Bei der Bestimmung der Terminsgebühren spielt außer den bisher genannten Zumessungsumständen auch der Zeitaufwand eine maßgebliche Rolle. Dabei kommt es nicht allein auf die Dauer der Hauptverhandlung an, sondern auch auf die notwendige Vorbereitungszeit. So ist es durchaus denkbar, dass aufwändig geplante Hauptverhandlungen kurzerhand ausgesetzt werden, weil ein vorrangiges Beweismittel nicht anwesend ist oder nicht zur Verfügung steht. In solchen Fällen muss der gebührenmindernden Kürze der Hauptverhandlungsdauer die aufwändige Vorbereitungszeit des Rechtsanwalts gegenüber gestellt werden.

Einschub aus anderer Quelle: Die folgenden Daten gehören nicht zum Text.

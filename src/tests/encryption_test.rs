// pagekv - memory-mapped key-value storage
// Copyright Bitdrift, Inc. All rights reserved.
//
// Use of this source code is governed by a source available license that can be found in the
// LICENSE file or at:
// https://polyformproject.org/wp-content/uploads/2020/06/PolyForm-Shield-1.0.0.txt

use super::runtime;
use crate::{ErrorKind, OpenOptions, RecoverStrategy, SyncMode};
use std::sync::atomic::{AtomicUsize, Ordering};
use std::sync::Arc;
use tempfile::TempDir;

fn encrypted(id: &str) -> OpenOptions {
  OpenOptions::new(id).crypt_key(b"super secret")
}

fn data_file_bytes(dir: &std::path::Path, id: &str) -> Vec<u8> {
  std::fs::read(dir.join(id)).unwrap()
}

#[test]
fn encrypted_round_trip() {
  let dir = TempDir::new().unwrap();
  let runtime = runtime(dir.path());
  let store = runtime.open(encrypted("enc")).unwrap();

  assert!(store.set_i32("int", -7));
  assert!(store.set_string("text", "plaintext marker"));
  assert!(store.set_bool("flag", true));

  assert_eq!(store.get_i32("int", 0), -7);
  assert_eq!(store.get_string("text").as_deref(), Some("plaintext marker"));
  assert!(store.get_bool("flag", false));

  // The mapped file must not leak the plaintext.
  store.sync(SyncMode::Sync);
  let raw = data_file_bytes(dir.path(), "enc");
  assert!(!raw
    .windows(b"plaintext marker".len())
    .any(|w| w == b"plaintext marker"));
}

#[test]
fn encrypted_values_survive_reopen() {
  let dir = TempDir::new().unwrap();
  {
    let runtime = runtime(dir.path());
    let store = runtime.open(encrypted("persist")).unwrap();
    for i in 0 .. 10 {
      store.set_i32(&format!("k{i}"), i * 11);
    }
  }

  let runtime = runtime(dir.path());
  let store = runtime.open(encrypted("persist")).unwrap();
  assert_eq!(store.count(), 10);
  for i in 0 .. 10 {
    assert_eq!(store.get_i32(&format!("k{i}"), -1), i * 11);
  }
}

#[test]
fn large_values_use_the_checkpoint_path() {
  let dir = TempDir::new().unwrap();
  // Values past the small-value bound skip the inline cache, so reads must restore the
  // per-record cipher state.
  let big: Vec<u8> = (0 .. 4000_u32).map(|i| (i % 251) as u8).collect();
  {
    let runtime = runtime(dir.path());
    let store = runtime.open(encrypted("large")).unwrap();
    assert!(store.set_bytes("small", b"tiny"));
    assert!(store.set_bytes("big", &big));
    assert!(store.set_bytes("after", b"after the big one"));
  }

  let runtime = runtime(dir.path());
  let store = runtime.open(encrypted("large")).unwrap();
  assert_eq!(store.get_bytes("big").as_deref(), Some(&big[..]));
  assert_eq!(store.get_bytes("small").as_deref(), Some(&b"tiny"[..]));
  assert_eq!(store.get_bytes("after").as_deref(), Some(&b"after the big one"[..]));
}

#[test]
fn wrong_key_invokes_the_error_handler() {
  let dir = TempDir::new().unwrap();
  {
    let runtime = runtime(dir.path());
    let store = runtime.open(encrypted("locked")).unwrap();
    for i in 0 .. 10 {
      store.set_string(&format!("k{i}"), "confidential");
    }
  }

  let runtime = runtime(dir.path());
  let failures = Arc::new(AtomicUsize::new(0));
  let observed = failures.clone();
  runtime.set_error_handler(Box::new(move |id, kind| {
    assert_eq!(id, "locked");
    assert_eq!(kind, ErrorKind::CrcCheckFail);
    observed.fetch_add(1, Ordering::SeqCst);
    RecoverStrategy::Discard
  }));

  let store = runtime
    .open(OpenOptions::new("locked").crypt_key(b"not the same key"))
    .unwrap();
  assert!(failures.load(Ordering::SeqCst) > 0);
  assert_eq!(store.count(), 0);
}

#[test]
fn rekey_preserves_values_and_rewrites_bytes() {
  let dir = TempDir::new().unwrap();
  let runtime = runtime(dir.path());
  let store = runtime
    .open(OpenOptions::new("rekeyed").crypt_key(b"first key"))
    .unwrap();

  store.set_string("text", "survives the rekey");
  store.set_i64("number", -99);
  store.sync(SyncMode::Sync);
  let before = data_file_bytes(dir.path(), "rekeyed");

  assert!(store.rekey(Some(b"second key")));
  store.sync(SyncMode::Sync);
  let after = data_file_bytes(dir.path(), "rekeyed");
  assert_ne!(before, after);

  assert_eq!(store.get_string("text").as_deref(), Some("survives the rekey"));
  assert_eq!(store.crypt_key().as_deref(), Some(&b"second key"[..]));

  drop(store);
  runtime.on_exit();
  let runtime = super::runtime(dir.path());
  let store = runtime
    .open(OpenOptions::new("rekeyed").crypt_key(b"second key"))
    .unwrap();
  assert_eq!(store.get_string("text").as_deref(), Some("survives the rekey"));
  assert_eq!(store.get_i64("number", 0), -99);
}

#[test]
fn rekey_to_plaintext_decrypts_the_file() {
  let dir = TempDir::new().unwrap();
  {
    let runtime = runtime(dir.path());
    let store = runtime.open(encrypted("unlocked")).unwrap();
    store.set_string("text", "now in the clear");
    assert!(store.rekey(None));
    assert_eq!(store.crypt_key(), None);
    store.sync(SyncMode::Sync);
  }

  let raw = data_file_bytes(dir.path(), "unlocked");
  assert!(raw
    .windows(b"now in the clear".len())
    .any(|w| w == b"now in the clear"));

  let runtime = runtime(dir.path());
  let store = runtime.open(OpenOptions::new("unlocked")).unwrap();
  assert_eq!(store.get_string("text").as_deref(), Some("now in the clear"));
}

#[test]
fn rekey_encrypts_a_plaintext_store() {
  let dir = TempDir::new().unwrap();
  {
    let runtime = runtime(dir.path());
    let store = runtime.open(OpenOptions::new("sealed")).unwrap();
    store.set_string("text", "about to be sealed");
    assert!(store.rekey(Some(b"fresh key")));
    store.sync(SyncMode::Sync);
  }

  let raw = data_file_bytes(dir.path(), "sealed");
  assert!(!raw
    .windows(b"about to be sealed".len())
    .any(|w| w == b"about to be sealed"));

  let runtime = runtime(dir.path());
  let store = runtime
    .open(OpenOptions::new("sealed").crypt_key(b"fresh key"))
    .unwrap();
  assert_eq!(store.get_string("text").as_deref(), Some("about to be sealed"));
}

#[test]
fn rekey_to_the_same_key_is_a_noop() {
  let dir = TempDir::new().unwrap();
  let runtime = runtime(dir.path());
  let store = runtime.open(encrypted("same")).unwrap();
  store.set_i32("k", 5);
  store.sync(SyncMode::Sync);
  let before = data_file_bytes(dir.path(), "same");

  assert!(store.rekey(Some(b"super secret")));
  store.sync(SyncMode::Sync);
  assert_eq!(before, data_file_bytes(dir.path(), "same"));
}

#[test]
fn encrypted_compaction_preserves_values() {
  let dir = TempDir::new().unwrap();
  let runtime = runtime(dir.path());
  let store = runtime.open(encrypted("churn")).unwrap();

  store.set_string("keep", "stable value");
  // Enough churn to force several compactions under a one-page file.
  for i in 0 .. 3000 {
    store.set_i32("hot", i);
  }
  assert_eq!(store.get_string("keep").as_deref(), Some("stable value"));
  assert_eq!(store.get_i32("hot", 0), 2999);

  drop(store);
  runtime.on_exit();
  let runtime = super::runtime(dir.path());
  let store = runtime.open(encrypted("churn")).unwrap();
  assert_eq!(store.get_string("keep").as_deref(), Some("stable value"));
  assert_eq!(store.get_i32("hot", 0), 2999);
}

#[test]
fn encrypted_tombstones_survive_reopen() {
  let dir = TempDir::new().unwrap();
  {
    let runtime = runtime(dir.path());
    let store = runtime.open(encrypted("tomb")).unwrap();
    store.set_i32("gone", 1);
    store.set_i32("kept", 2);
    store.remove_value_for_key("gone");
  }

  let runtime = runtime(dir.path());
  let store = runtime.open(encrypted("tomb")).unwrap();
  assert!(!store.contains_key("gone"));
  assert_eq!(store.get_i32("kept", 0), 2);
}
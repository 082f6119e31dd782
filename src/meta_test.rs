// pagekv - memory-mapped key-value storage
// Copyright Bitdrift, Inc. All rights reserved.
//
// Use of this source code is governed by a source available license that can be found in the
// LICENSE file or at:
// https://polyformproject.org/wp-content/uploads/2020/06/PolyForm-Shield-1.0.0.txt

use super::{MetaInfo, VERSION_RANDOM_IV, VERSION_SEQUENCE};
use pretty_assertions::assert_eq;

#[test]
fn round_trip() {
  let meta = MetaInfo {
    crc_digest: 0xdead_beef,
    version: VERSION_SEQUENCE,
    sequence: 42,
    iv: [1; 16],
    backup_iv: [2; 16],
  };

  let mut buf = [0_u8; MetaInfo::ENCODED_LEN];
  meta.write(&mut buf);
  assert_eq!(MetaInfo::read(&buf), meta);
}

#[test]
fn zero_page_reads_as_fresh() {
  let page = [0_u8; 4096];
  let meta = MetaInfo::read(&page);
  assert_eq!(meta, MetaInfo::default());
  assert_eq!(meta.version, 0);
  assert!(!meta.has_iv());
}

#[test]
fn short_buffer_reads_as_fresh() {
  assert_eq!(MetaInfo::read(&[1, 2, 3]), MetaInfo::default());
}

#[test]
fn layout_is_packed_little_endian() {
  let meta = MetaInfo {
    crc_digest: 0x0403_0201,
    version: VERSION_RANDOM_IV,
    sequence: 7,
    iv: [0xaa; 16],
    backup_iv: [0xbb; 16],
  };

  let mut buf = [0_u8; MetaInfo::ENCODED_LEN];
  meta.write(&mut buf);
  assert_eq!(&buf[.. 4], &[1, 2, 3, 4]);
  assert_eq!(&buf[4 .. 8], &[2, 0, 0, 0]);
  assert_eq!(&buf[8 .. 12], &[7, 0, 0, 0]);
  assert_eq!(&buf[12 .. 28], &[0xaa; 16]);
  assert_eq!(&buf[28 .. 44], &[0xbb; 16]);
}

#[test]
fn iv_presence_follows_version() {
  let mut meta = MetaInfo {
    version: 1,
    ..MetaInfo::default()
  };
  assert!(!meta.has_iv());
  meta.version = VERSION_RANDOM_IV;
  assert!(meta.has_iv());
  meta.version = VERSION_SEQUENCE;
  assert!(meta.has_iv());
}
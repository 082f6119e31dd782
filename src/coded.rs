// pagekv - memory-mapped key-value storage
// Copyright Bitdrift, Inc. All rights reserved.
//
// Use of this source code is governed by a source available license that can be found in the
// LICENSE file or at:
// https://polyformproject.org/wp-content/uploads/2020/06/PolyForm-Shield-1.0.0.txt

//! Scalar encode/decode over a byte cursor.
//!
//! Values use protobuf scalar encodings: varints for integers and bools (signed values
//! sign-extend to 64 bits before encoding), little-endian fixed widths for floats, and
//! `varint(len) || bytes` for length-prefixed payloads. Every encoded size is computable
//! up front so callers can allocate exactly once.

use crate::{Error, Result};
use bytes::{Buf, BufMut};

pub mod varint {
  /// Maximum varint size for u64 (10 bytes)
  pub const MAX_SIZE: usize = 10;

  /// Calculate the size of a u64 when encoded as a varint.
  #[allow(clippy::cast_possible_truncation)]
  #[must_use]
  pub fn compute_size(value: u64) -> usize {
    // Safe cast: varint encoding of u64 is at most 10 bytes, which fits in usize on all platforms
    ::protobuf::rt::compute_raw_varint64_size(value) as usize
  }

  /// Encode a u64 as a varint into the buffer.
  /// Returns the number of bytes written, or None if the buffer is too small.
  #[must_use]
  pub fn encode(value: u64, buf: &mut [u8]) -> Option<usize> {
    let size = compute_size(value);
    if buf.len() < size {
      return None;
    }

    let mut stream = protobuf::CodedOutputStream::bytes(buf);
    stream.write_raw_varint64(value).ok()?;
    stream.flush().ok()?;
    Some(size)
  }

  /// Decode a varint from the buffer.
  /// Returns (value, `bytes_read`) or None if the buffer is incomplete/invalid.
  #[allow(clippy::cast_possible_truncation)]
  #[must_use]
  pub fn decode(buf: &[u8]) -> Option<(u64, usize)> {
    let mut stream = protobuf::CodedInputStream::from_bytes(buf);
    let value = stream.read_raw_varint64().ok()?;
    Some((value, stream.pos() as usize))
  }
}

// Encoded sizes, computable before any buffer is allocated.

#[must_use]
pub const fn bool_size() -> usize {
  1
}

#[must_use]
pub const fn float_size() -> usize {
  4
}

#[must_use]
pub const fn double_size() -> usize {
  8
}

#[must_use]
pub const fn fixed32_size() -> usize {
  4
}

#[must_use]
pub fn uint32_size(value: u32) -> usize {
  varint::compute_size(u64::from(value))
}

#[must_use]
pub fn uint64_size(value: u64) -> usize {
  varint::compute_size(value)
}

/// Negative values sign-extend to 64 bits, same as protobuf int32.
#[allow(clippy::cast_sign_loss)]
#[must_use]
pub fn int32_size(value: i32) -> usize {
  varint::compute_size(i64::from(value) as u64)
}

#[allow(clippy::cast_sign_loss)]
#[must_use]
pub fn int64_size(value: i64) -> usize {
  varint::compute_size(value as u64)
}

/// Size of `varint(len) || bytes`.
#[must_use]
pub fn data_size(len: usize) -> usize {
  varint::compute_size(len as u64) + len
}

//
// CodedOutput
//

/// Writes scalars into a fixed-size byte buffer. Callers size the buffer with the
/// `*_size` helpers; running out of space is a logic error surfaced as `Error::Decode`.
pub struct CodedOutput<'a> {
  buf: &'a mut [u8],
  pos: usize,
}

impl<'a> CodedOutput<'a> {
  pub fn new(buf: &'a mut [u8]) -> Self {
    Self { buf, pos: 0 }
  }

  #[must_use]
  pub fn position(&self) -> usize {
    self.pos
  }

  pub fn write_raw_varint64(&mut self, value: u64) -> Result<()> {
    let written = varint::encode(value, &mut self.buf[self.pos ..])
      .ok_or_else(|| Error::Decode("output buffer too small for varint".to_string()))?;
    self.pos += written;
    Ok(())
  }

  pub fn write_raw_bytes(&mut self, data: &[u8]) -> Result<()> {
    let end = self.pos + data.len();
    let dst = self
      .buf
      .get_mut(self.pos .. end)
      .ok_or_else(|| Error::Decode("output buffer too small for raw bytes".to_string()))?;
    dst.copy_from_slice(data);
    self.pos = end;
    Ok(())
  }

  fn write_fixed(&mut self, data: &[u8]) -> Result<()> {
    self.write_raw_bytes(data)
  }

  pub fn write_bool(&mut self, value: bool) -> Result<()> {
    self.write_raw_varint64(u64::from(value))
  }

  pub fn write_uint32(&mut self, value: u32) -> Result<()> {
    self.write_raw_varint64(u64::from(value))
  }

  pub fn write_uint64(&mut self, value: u64) -> Result<()> {
    self.write_raw_varint64(value)
  }

  #[allow(clippy::cast_sign_loss)]
  pub fn write_int32(&mut self, value: i32) -> Result<()> {
    self.write_raw_varint64(i64::from(value) as u64)
  }

  #[allow(clippy::cast_sign_loss)]
  pub fn write_int64(&mut self, value: i64) -> Result<()> {
    self.write_raw_varint64(value as u64)
  }

  pub fn write_float(&mut self, value: f32) -> Result<()> {
    let mut tmp = [0_u8; 4];
    (&mut tmp[..]).put_f32_le(value);
    self.write_fixed(&tmp)
  }

  pub fn write_double(&mut self, value: f64) -> Result<()> {
    let mut tmp = [0_u8; 8];
    (&mut tmp[..]).put_f64_le(value);
    self.write_fixed(&tmp)
  }

  pub fn write_fixed32(&mut self, value: u32) -> Result<()> {
    let mut tmp = [0_u8; 4];
    (&mut tmp[..]).put_u32_le(value);
    self.write_fixed(&tmp)
  }

  /// Write `varint(len) || bytes`.
  pub fn write_data(&mut self, data: &[u8]) -> Result<()> {
    self.write_raw_varint64(data.len() as u64)?;
    self.write_raw_bytes(data)
  }

  pub fn write_string(&mut self, value: &str) -> Result<()> {
    self.write_data(value.as_bytes())
  }
}

//
// CodedInput
//

/// Reads scalars from a byte slice. Any read past the end of the input yields
/// `Error::Decode`.
pub struct CodedInput<'a> {
  buf: &'a [u8],
  pos: usize,
}

impl<'a> CodedInput<'a> {
  #[must_use]
  pub fn new(buf: &'a [u8]) -> Self {
    Self { buf, pos: 0 }
  }

  #[must_use]
  pub fn position(&self) -> usize {
    self.pos
  }

  #[must_use]
  pub fn is_at_end(&self) -> bool {
    self.pos >= self.buf.len()
  }

  pub fn read_raw_varint64(&mut self) -> Result<u64> {
    let (value, read) = varint::decode(&self.buf[self.pos ..])
      .ok_or_else(|| Error::Decode("truncated or invalid varint".to_string()))?;
    self.pos += read;
    Ok(value)
  }

  fn read_raw_bytes(&mut self, len: usize) -> Result<&'a [u8]> {
    let end = self
      .pos
      .checked_add(len)
      .ok_or_else(|| Error::Decode("length overflow".to_string()))?;
    let data = self
      .buf
      .get(self.pos .. end)
      .ok_or_else(|| Error::Decode(format!("read of {len} bytes past end of input")))?;
    self.pos = end;
    Ok(data)
  }

  pub fn read_bool(&mut self) -> Result<bool> {
    Ok(self.read_raw_varint64()? != 0)
  }

  #[allow(clippy::cast_possible_truncation)]
  pub fn read_uint32(&mut self) -> Result<u32> {
    Ok(self.read_raw_varint64()? as u32)
  }

  pub fn read_uint64(&mut self) -> Result<u64> {
    self.read_raw_varint64()
  }

  #[allow(clippy::cast_possible_truncation, clippy::cast_possible_wrap)]
  pub fn read_int32(&mut self) -> Result<i32> {
    Ok(self.read_raw_varint64()? as i32)
  }

  #[allow(clippy::cast_possible_wrap)]
  pub fn read_int64(&mut self) -> Result<i64> {
    Ok(self.read_raw_varint64()? as i64)
  }

  pub fn read_float(&mut self) -> Result<f32> {
    let mut data = self.read_raw_bytes(4)?;
    Ok(data.get_f32_le())
  }

  pub fn read_double(&mut self) -> Result<f64> {
    let mut data = self.read_raw_bytes(8)?;
    Ok(data.get_f64_le())
  }

  pub fn read_fixed32(&mut self) -> Result<u32> {
    let mut data = self.read_raw_bytes(4)?;
    Ok(data.get_u32_le())
  }

  /// Read `varint(len) || bytes`, returning the bytes.
  pub fn read_data(&mut self) -> Result<&'a [u8]> {
    let len = self.read_raw_varint64()?;
    let len = usize::try_from(len)
      .map_err(|_| Error::Decode(format!("length prefix {len} too large")))?;
    self.read_raw_bytes(len)
  }

  pub fn read_string(&mut self) -> Result<String> {
    let data = self.read_data()?;
    String::from_utf8(data.to_vec())
      .map_err(|e| Error::Decode(format!("invalid utf-8 in string value: {e}")))
  }
}

#[cfg(test)]
#[path = "./coded_test.rs"]
mod tests;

Soweit das Amtsgericht im vorliegenden Fall unter Berufung auf eine missverstandene und im Übrigen auch rechtsirrige ältere Entscheidung der Kammer davon ausgegangen ist, dass eine fünfstündige Hauptverhandlung als durchschnittlich im Rahmen der amtsgerichtlichen Hauptverhandlungen anzusehen sei, kann dem allerdings nicht beigetreten werden. Unter Berücksichtigung dessen, dass die Terminsgebühren für das amtsgerichtliche Verfahren auch die Verhandlungen vor den Schöffengerichten abgelten, sollten allerdings Hauptverhandlungen von etwa zwei Stunden Dauer als durchschnittlich angesehen werden. Deshalb hat sich dieser Rechtsfehler vorliegend nicht zugunsten des Beschwerdeführers ausgewirkt, da die Hauptverhandlungen im vorliegenden Fall von erheblich kürzerer Dauer waren und auch nicht eine dazu unverhältnismäßige Vorbereitungszeit erforderten.

Hinsichtlich der Reise- und Abwesenheitskosten steht die Kammer nach wie vor auf folgendem Rechtsstandpunkt: Nach §§ 464 a Abs. 2 StPO gehören zu den notwendigen Auslagen eines Beteiligten die Gebühren und Auslagen eines Rechtsanwaltes nur, soweit sie nach § 91 Abs. 2 der Zivilprozessordnung erstattungsfähig sind. Nach dieser Vorschrift sind die Reisekosten eines Rechtsanwaltes, der nicht in dem Bezirk des Prozessgerichts niedergelassen ist und am Ort des Prozessgerichts auch nicht wohnt, nur insoweit erstattungsfähig, als seine Zuziehung zur zweckentsprechenden Rechtsverfolgung notwendig war. Dies ist regelmäßig nur dann der Fall, wenn ein Verteidiger mit Spezialkenntnissen erforderlich ist, der im Bezirk des prozessführenden Gerichts nicht zu finden ist. Allein der Umstand, dass der Rechtsanwalt sich als langjähriger Vertrauensanwalt des Beschwerdeführers bezeichnet, reicht nicht aus, die Erstattungsfähigkeit der Reisekosten zu Lasten eines Dritten zu beschließen, zumal dies die Tür dafür öffnen würde, dass selbst die Reise- und Abwesenheitskosten von Rechtsanwälten aus besonders fernen Orten zu erstatten wären. Dies mag entsprechend der BGH-Rechtsprechung für zivilrechtliche Verfahren hinnehmbar sein, da diese Auseinandersetzungen meist aus geschäftlichen Beziehungen resultieren, bei denen die Entfernungen von den jeweiligen Parteien in Kauf genommen worden sind. Für Strafverfahren können diese Maßstäbe aber nicht zum Tragen kommen.

Vor dem Hintergrund dieser Ausführungen ist die angefochtene Entscheidung in keiner Hinsicht rechtlich zu beanstanden.

Die Kostenentscheidung folgt aus §§ 464 b S. 3 StPO, 97 Abs. 1 ZPO.